Black, Hispanic and female job seekers are making up a greater share of applicants — and new hires — for roles that can be done remotely.
Despite calls from employers to return to the office, many employees, especially those from underrepresented groups, prefer to stay from home.
According to a study released on Thursday by LinkedIn, more Black, Hispanic, and female job searchers are applying for and being hired for remote-working positions than their White and male counterparts.
In contrast to a similar decline in male applications during the same time period, the platform experienced a 20% gain in the share of female applicants applying to entirely remote positions between January 2019 and October 2022.
The investigation also discovered a considerable rise in Black and Hispanic interest in those positions. LinkedIn examined 300,000 accounts each for Black and Latinx members who selected to reveal demographic information about themselves, in addition to 1 million accounts each for men and women.
According to Andrew McCaskill, a LinkedIn career expert, the importance of application rates will only rise as the number of remote positions declines.
Before March 2020, 2% of the platform’s paid job advertisements in the US were remote, according to him. During the pandemic, the percentage of remote job postings increased to 20%; it has since bottomed off at 15%. It is 12% in the UK. These jobs are still in demand because 52% of LinkedIn job seekers are interested in remote work.
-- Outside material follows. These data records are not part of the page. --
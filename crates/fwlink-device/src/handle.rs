//! Per-family hardware capability interface.

use async_trait::async_trait;
use fwlink_errors::{DeviceResult, FirmwareFault};

use crate::device::DeviceDetails;
use crate::flags::InstallFlags;

/// Hardware-facing operations of one controller family.
///
/// Implementations hold the family-specific protocol (aux-channel
/// transactions, NVM access, ...). They are only ever invoked through a
/// [`crate::DeviceLocker`], which serialises access to one physical device.
#[async_trait]
pub trait DeviceHandle: Send + Sync {
    /// Open the underlying node (file descriptor, aux channel).
    fn open(&self) -> DeviceResult;

    /// Close the underlying node.
    fn close(&self) -> DeviceResult;

    /// Read static identity from the bus without talking to the controller.
    async fn probe(&self) -> DeviceResult<DeviceDetails>;

    /// Query the controller itself.
    ///
    /// Fails with [`fwlink_errors::DeviceError::Rescan`] when nothing
    /// responds, e.g. no display is plugged into the downstream port.
    async fn rescan(&self) -> DeviceResult<DeviceDetails>;

    /// Write a firmware image.
    async fn write_firmware(&self, firmware: &[u8], flags: InstallFlags) -> Result<(), FirmwareFault>;
}
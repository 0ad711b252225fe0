//! Capability, internal and install flags.

use bitflags::bitflags;

bitflags! {
    /// Capability flags exposed to the host.
    #[repr(transparent)]
    #[derive(Debug, Clone, Copy, PartialEq, Eq, Hash, Default)]
    pub struct DeviceFlags: u32 {
        /// Firmware can be written to the device
        const UPDATABLE              = 0b0000_0001;
        /// Device stays usable while new firmware is staged
        const USABLE_DURING_UPDATE   = 0b0000_0010;
        /// Device does not restart after a write; activation happens later
        const SKIPS_RESTART          = 0b0000_0100;
        /// Device is registered with the host
        const REGISTERED             = 0b0000_1000;
    }
}

bitflags! {
    /// Flags private to the plugin/host contract, never shown to users.
    #[repr(transparent)]
    #[derive(Debug, Clone, Copy, PartialEq, Eq, Hash, Default)]
    pub struct InternalFlags: u32 {
        /// After a write the host waits for a device with the same GUID to reappear
        const REPLUG_MATCH_GUID      = 0b0000_0001;
    }
}

bitflags! {
    /// Flags passed through from the update request to the device family.
    #[repr(transparent)]
    #[derive(Debug, Clone, Copy, PartialEq, Eq, Hash, Default)]
    pub struct InstallFlags: u32 {
        /// Ignore soft safety checks
        const FORCE                  = 0b0000_0001;
        /// Allow writing the version already installed
        const ALLOW_REINSTALL        = 0b0000_0010;
        /// Allow writing an older version
        const ALLOW_OLDER            = 0b0000_0100;
        /// Do not record the update in history
        const NO_HISTORY             = 0b0000_1000;
    }
}

impl InstallFlags {
    /// No install flags.
    pub const NONE: Self = Self::empty();
}

const DEVICE_FLAG_NAMES: [(DeviceFlags, &str); 4] = [
    (DeviceFlags::UPDATABLE, "updatable"),
    (DeviceFlags::USABLE_DURING_UPDATE, "usable-during-update"),
    (DeviceFlags::SKIPS_RESTART, "skips-restart-after-update"),
    (DeviceFlags::REGISTERED, "registered"),
];

impl std::fmt::Display for DeviceFlags {
    fn fmt(&self, f: &mut std::fmt::Formatter<'_>) -> std::fmt::Result {
        let names: Vec<&str> = DEVICE_FLAG_NAMES
            .iter()
            .filter(|(flag, _)| self.contains(*flag))
            .map(|(_, name)| *name)
            .collect();
        if names.is_empty() {
            write!(f, "none")
        } else {
            write!(f, "{}", names.join(","))
        }
    }
}

#[cfg(test)]
mod tests {
    use super::*;

    #[test]
    fn test_flags_display() {
        let flags = DeviceFlags::UPDATABLE | DeviceFlags::SKIPS_RESTART;
        assert_eq!(flags.to_string(), "updatable,skips-restart-after-update");
        assert_eq!(DeviceFlags::empty().to_string(), "none");
    }

    #[test]
    fn test_install_flags_none() {
        assert!(InstallFlags::NONE.is_empty());
        assert_eq!(InstallFlags::default(), InstallFlags::NONE);
    }
}
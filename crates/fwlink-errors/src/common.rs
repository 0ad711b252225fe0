//! Common error types and utilities used across all fwlink crates.
//!
//! This module provides the top-level error enum that can wrap all sub-errors,
//! along with error classification and severity levels.

use core::fmt;

use crate::{DeviceError, KernelPolicyError};

/// Top-level error type that can wrap all fwlink sub-errors.
#[derive(Debug, thiserror::Error)]
pub enum FwlinkError {
    /// Device lifecycle errors
    #[error("Device error: {0}")]
    Device(#[from] DeviceError),

    /// Kernel safety gate refusals
    #[error("Kernel policy error: {0}")]
    KernelPolicy(#[from] KernelPolicyError),

    /// I/O errors
    #[error("I/O error: {0}")]
    Io(#[source] std::io::Error),

    /// Configuration errors
    #[error("Configuration error: {0}")]
    Config(String),

    /// Generic error with context
    #[error("{0}")]
    Other(String),
}

impl FwlinkError {
    /// Get the error category for classification.
    pub fn category(&self) -> ErrorCategory {
        match self {
            FwlinkError::Device(_) => ErrorCategory::Device,
            FwlinkError::KernelPolicy(_) => ErrorCategory::Kernel,
            FwlinkError::Io(_) => ErrorCategory::IO,
            FwlinkError::Config(_) => ErrorCategory::Config,
            FwlinkError::Other(_) => ErrorCategory::Other,
        }
    }

    /// Get the error severity level.
    pub fn severity(&self) -> ErrorSeverity {
        match self {
            FwlinkError::Device(e) => e.severity(),
            FwlinkError::KernelPolicy(e) => e.severity(),
            FwlinkError::Io(_) => ErrorSeverity::Error,
            FwlinkError::Config(_) => ErrorSeverity::Error,
            FwlinkError::Other(_) => ErrorSeverity::Error,
        }
    }

    /// Check if this error is recoverable.
    pub fn is_recoverable(&self) -> bool {
        self.severity() < ErrorSeverity::Critical
    }

    /// Create a configuration error with a message.
    pub fn config(msg: impl Into<String>) -> Self {
        FwlinkError::Config(msg.into())
    }

    /// Create a generic error with a message.
    pub fn other(msg: impl Into<String>) -> Self {
        FwlinkError::Other(msg.into())
    }
}

impl From<std::io::Error> for FwlinkError {
    fn from(e: std::io::Error) -> Self {
        FwlinkError::Io(e)
    }
}

/// Error category for classification.
#[derive(Debug, Clone, Copy, PartialEq, Eq, Hash)]
#[repr(u8)]
pub enum ErrorCategory {
    /// Device lifecycle errors
    Device = 0,
    /// Kernel safety gate errors
    Kernel = 1,
    /// Configuration errors
    Config = 2,
    /// I/O errors
    IO = 3,
    /// Other errors
    Other = 255,
}

impl fmt::Display for ErrorCategory {
    fn fmt(&self, f: &mut fmt::Formatter<'_>) -> fmt::Result {
        match self {
            ErrorCategory::Device => write!(f, "Device"),
            ErrorCategory::Kernel => write!(f, "Kernel"),
            ErrorCategory::Config => write!(f, "Config"),
            ErrorCategory::IO => write!(f, "IO"),
            ErrorCategory::Other => write!(f, "Other"),
        }
    }
}

/// Error severity level.
#[derive(Debug, Clone, Copy, PartialEq, Eq, PartialOrd, Ord, Hash)]
#[repr(u8)]
pub enum ErrorSeverity {
    /// Informational, expected transient state
    Info = 0,
    /// Warning, operation skipped
    Warning = 1,
    /// Error, operation failed
    Error = 2,
    /// Critical, hardware or plugin may be in an unsafe state
    Critical = 3,
}

impl fmt::Display for ErrorSeverity {
    fn fmt(&self, f: &mut fmt::Formatter<'_>) -> fmt::Result {
        match self {
            ErrorSeverity::Info => write!(f, "INFO"),
            ErrorSeverity::Warning => write!(f, "WARN"),
            ErrorSeverity::Error => write!(f, "ERROR"),
            ErrorSeverity::Critical => write!(f, "CRITICAL"),
        }
    }
}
More and more people want remote work, but we’re having fewer and fewer remote jobs, and more and more companies are asking people to not only not have remote jobs, but to come back into the office, McCaskill said. That disconnect might become a problem as our companies start to look at, ‘how do we attract that talent?’
Surveys revealed that during the pandemic, black workers in particular were more inclined to favor remote work, with many claiming it allowed them to avoid some of the biases they encountered at work. The pressures of job and home life have reportedly been easier to balance for women who have children.
Staying at home has drawbacks for careers. According to study, “proximity bias” still exists, where being seen in the workplace can have an impact on performance reviews, promotions, and job security. Older employers are more likely to want employees in the office. According to a recent survey, in-office coworkers are more prone to perceive remote workers as lazy.
Workers of color and women, who already face obstacles at work, may suffer if they work remotely.
Even though remote work is only one aspect of a company’s total culture, McCaskill suggests that it might be the deciding factor in whether or not to hire a diverse staff. Additionally, remote employment may increase the diversity of the application pool. He cited the fact that 57% of Black Americans reside in the south and might not want to leave behind established support networks and a particular standard of living.
Remote work opens the aperture for someone in Jacksonville, Florida, or Nashville, Tennessee, or Hattiesburg, Mississippi, to get a tech job without moving to Silicon Valley, he said. As we start to look at the talent pools and the opportunities for equity and inclusion, remote work has to be a thought process as it relates to how talent will ultimately gravitate towards companies that lean into flexibility.